[Stored items from a collection]
◆ ◆ ◆ ◆

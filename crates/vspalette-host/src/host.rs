//! Capabilities the launcher host exposes to commands.

use crate::error::HostResult;
use crate::list::ListModel;
use crate::platform::{BaseDir, Platform};
use async_trait::async_trait;

/// Capability surface a command runs against.
///
/// Every call crosses into the launcher process. All I/O is async so a
/// command never blocks the host's UI thread; toasts are fire-and-forget.
#[async_trait]
pub trait Host: Send + Sync {
    /// Detected operating system identifier.
    async fn platform(&self) -> Platform;

    /// Scoped read of a text file relative to a base-directory anchor.
    async fn read_text_file(&self, base: BaseDir, relative: &str) -> HostResult<String>;

    /// Whether a filesystem path exists.
    async fn path_exists(&self, path: &str) -> HostResult<bool>;

    /// Whether an executable is available on the process search path.
    async fn has_command(&self, command: &str) -> HostResult<bool>;

    /// Invoke an executable with arguments and wait for completion.
    async fn invoke_command(&self, command: &str, args: &[String]) -> HostResult<()>;

    /// Hand a display model to the host's rendering surface.
    async fn render(&self, model: ListModel) -> HostResult<()>;

    /// Set the search-bar placeholder text.
    async fn set_search_bar_placeholder(&self, text: &str) -> HostResult<()>;

    /// Toast-style success notification.
    async fn toast_success(&self, message: &str);

    /// Toast-style error notification.
    async fn toast_error(&self, message: &str);
}
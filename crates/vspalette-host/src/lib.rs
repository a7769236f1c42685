//! # vspalette-host
//!
//! Host capability surface shared by vspalette launcher commands.
//!
//! Commands run inside a launcher host and never touch the operating system
//! directly: platform detection, scoped file reads, process invocation, list
//! rendering and toast notifications all go through the [`Host`] trait. A
//! command itself is a value implementing [`Command`], registered with the
//! host through a [`CommandRegistry`].
//!
//! The crate also ships [`MemoryHost`], a scripted in-memory host that the
//! command crates use for their tests.

pub mod command;
pub mod error;
pub mod host;
pub mod list;
pub mod memory;
pub mod platform;
pub mod registry;
pub mod shape;

pub use command::Command;
pub use error::{HostError, HostResult, PipelineError};
pub use host::Host;
pub use list::{DisplayItem, DisplaySection, Icon, IconKind, ListModel};
pub use memory::{HostEvent, MemoryHost};
pub use platform::{BaseDir, ConfigLocation, Platform};
pub use registry::{CommandRegistry, RegistryError};
pub use shape::{flatten_issues, ShapeIssue};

◆ ◆ ◆ ◆

> _PROBLEM_: For the string "through", show each line of the entries above where it occurs.

> _TASK SOLUTION_:
//! rendering and toast notifications all go through the [`Host`] trait. A
//! host through a [`CommandRegistry`].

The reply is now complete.